TCAF1 Promotes TRPV2-mediated Ca2+ Release in Response to Cytosolic DNA to Protect Stressed Replication Forks

The protection of the replication fork structure under stress conditions is essential for genome maintenance and cancer prevention. A key signaling pathway for fork protection involves TRPV2-mediated Ca2+ release from the ER, which is triggered after the generation of cytosolic DNA and the activation of cGAS/STING. The resulting CaMKK2/AMPK activation and subsequent Exo1 phosphorylation prevent aberrant fork processing, thereby ensuring genome stability.
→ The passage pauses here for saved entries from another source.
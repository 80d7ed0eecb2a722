use leptos::prelude::*;

use super::context::use_auth;
use crate::layout::global_context::{use_global_context, AppPage};

/// Renders `children` only for an unexpired admin session
///
/// Anyone else arriving here is sent to the sign-in page.
#[component]
pub fn RequireAdmin(children: ChildrenFn) -> impl IntoView {
    let (auth_state, _) = use_auth();
    let ctx = use_global_context();

    let allowed = Memo::new(move |_| auth_state.with(|s| s.is_admin()));

    // Checked once on entry; a session ending later only swaps in the fallback
    if !allowed.get_untracked() {
        log::warn!("Admin panel requested without an admin session; redirecting to sign-in");
        ctx.navigate(AppPage::Login);
    }

    view! {
        <Show
            when=move || allowed.get()
            fallback=move || view! {
                <div class="page">
                    <p>"Access denied. Admin privileges required."</p>
                    <button class="button button--primary" on:click=move |_| ctx.navigate(AppPage::Login)>
                        "Sign in"
                    </button>
                </div>
            }
        >
            {children()}
        </Show>
    }
}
However, it remains poorly understood how the TRPV2 channel is activated by the presence of cytosolic DNA. Here we show that the TRPM8 channel-associated factor 1 (TCAF1) plays a key role in promoting TRPV2-mediated Ca2+ release under replication stress or other conditions that activate cGAS/STING. Mechanistically, TCAF1 promotes Ca2+ release by facilitating the dissociation of STING from TRPV2, thereby relieving TRPV2 repression. Consistent with this function, TCAF1 is required for fork protection, chromosomal stability and cell survival after replication stress. To investigate how STING-TRPV2 dissociation occurs under replication stress, we carried out a genome-wide CRISPR/Cas9 screen in an effort to identify additional factors that regulate TRPV2 in the Ca2+-dependent pathway required for fork protection and cell survival in the presence of replication stress.